Mme. Storey hesitated before answering. "They only started off after it a few minutes ago. It will be an hour before they get back.... What is the ransom money to you?" she asked with assumed indignation.
The big man, caught napping, scratched his head and grinned to carry it off. "Aah, after helping you to get it back I'm entitled to a little commission, ain't I? Look at the expense I been to to-day."
"Oh, a commission," she said as if anxious to placate him. "Sure, I don't mind paying you a commission."
Taking a man with him, Shefford went below and fetched up Hamann. The latter's senses had returned but he was still groggy. Never have I seen such an expression of rage and hatred in a human face.
"I'll get you yet before I die, you butcher!" he snarled.
Shefford roared with laughter. "You don't owe me nothing for this, Bill. It was the Madame yonder that fetched me up here."
Hamann stared at Mme. Storey. "How could you do that?" he demanded.
"A little bird carried the message for me," she said airily, "Through the porthole."

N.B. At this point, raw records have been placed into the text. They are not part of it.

//! Example that builds the Voronoi diagram of n random sites in a rectangle.
//!
//! Run with: `cargo run --release --example random_sites`
//!
//! The number of sites and the size of the rectangle can optionally be given as command line
//! arguments: `cargo run --release --example random_sites -- [n] [width] [height]`
//!
//! Their default values are:
//! - `n`: 1000
//! - `width`: 800
//! - `height`: 600
//!
//! Set `RUST_LOG=fortune_voronoi=trace` to follow the sweep event by event.

use std::env;

use fortune_voronoi::Voronoi;
use glam::DVec2;
use rand::{distributions::Uniform, prelude::*};

fn random_sites(count: usize, width: f64, height: f64) -> Vec<DVec2> {
    let mut rng = thread_rng();
    let x = Uniform::new(0., width);
    let y = Uniform::new(0., height);
    (0..count)
        .map(|_| DVec2::new(rng.sample(x), rng.sample(y)))
        .collect()
}

fn main() {
    tracing_subscriber::fmt()
        .with_env_filter(
            tracing_subscriber::EnvFilter::try_from_default_env()
                .unwrap_or_else(|_| "fortune_voronoi=debug".into()),
        )
        .init();

    let mut args = env::args().skip(1);
    let count = match args.next() {
        Some(n) => n
            .parse::<usize>()
            .expect("The first argument should be an integer denoting the number of sites!"),
        None => 1000,
    };
    let width = match args.next() {
        Some(w) => w
            .parse::<f64>()
            .expect("The second argument should be the width of the rectangle!"),
        None => 800.,
    };
    let height = match args.next() {
        Some(h) => h
            .parse::<f64>()
            .expect("The third argument should be the height of the rectangle!"),
        None => 600.,
    };

    let sites = random_sites(count, width, height);
    let voronoi = match Voronoi::build(&sites) {
        Ok(voronoi) => voronoi,
        Err(err) => {
            eprintln!("Failed to build the Voronoi diagram: {err}");
            std::process::exit(1);
        }
    };

    let closed = voronoi.edges().iter().filter(|e| e.is_closed()).count();
    println!(
        "{} sites, {} edges ({} closed), {} vertices, {} events",
        voronoi.sites().len(),
        voronoi.edges().len(),
        closed,
        voronoi.vertices().len(),
        voronoi.processed_events()
    );
    println!("{}", voronoi.validate());
}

Hamann was speechless. His hard face turned as yellow as saffron. I think his heart almost broke out of pure chagrin.
It suited Shefford's humorous fancy to line up his prisoners along the port rail, handcuffing each one to an upright stanchion. He had brought handcuffs especially for the purpose, he said. There they had to stand a couple of yards apart, helpless and ridiculous.
"Soon as we get ashore we'll telephone the police to come and fetch you," said Shefford.
Hamann found his voice again. I wish I could reproduce it. Never have I heard anything like the heartfelt and masterly curses that he called down on Shefford's head. The big fellow merely grinned.
"Go it, Bill!" he said. "The Bible ain't nothing alongside of you!"
Shefford led Mme. Storey over to the starboard side of the vessel. He was anxious to ingratiate himself with her. "Rosy, you sure are a wonder! I got to hand it to you. I'll say there ain't another woman living that could have taken Bill Hamann into camp so neat! I'm the only man that was ever too much for you, Rosy. You and me's a pair!"
"We ought to go into business together," she said slyly.
"Sure! Sure! Just what I had in mind!" he cried.
He wondered why she laughed.
Suddenly the Nada was enveloped in a dazzling white light that showed up every wrinkle in our clothes. We instinctively ducked inside a doorway to escape the glare. Shefford in his turn began to curse viciously.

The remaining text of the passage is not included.